### Provided data
· · · ·

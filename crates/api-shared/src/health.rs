use serde::{Deserialize, Serialize};
use utoipa::ToSchema;

#[derive(Debug, Clone, PartialEq, Eq, Serialize, Deserialize, ToSchema)]
pub struct HealthRes {
    pub ok: bool,
    pub message: String,
}

/// Health check shared by the server binaries.
#[derive(Clone, Default)]
pub struct HealthService;

impl HealthService {
    pub fn new() -> Self {
        Self
    }

    /// Reports the service as alive, naming it in the message.
    pub fn check_health(service_name: &str) -> HealthRes {
        HealthRes {
            ok: true,
            message: format!("{service_name} is alive"),
        }
    }
}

· · · ·

### Task to complete
Wherever a line of the data above contains "HealthService", copy that line.

### Problem solution
pub struct HealthService;
impl HealthService {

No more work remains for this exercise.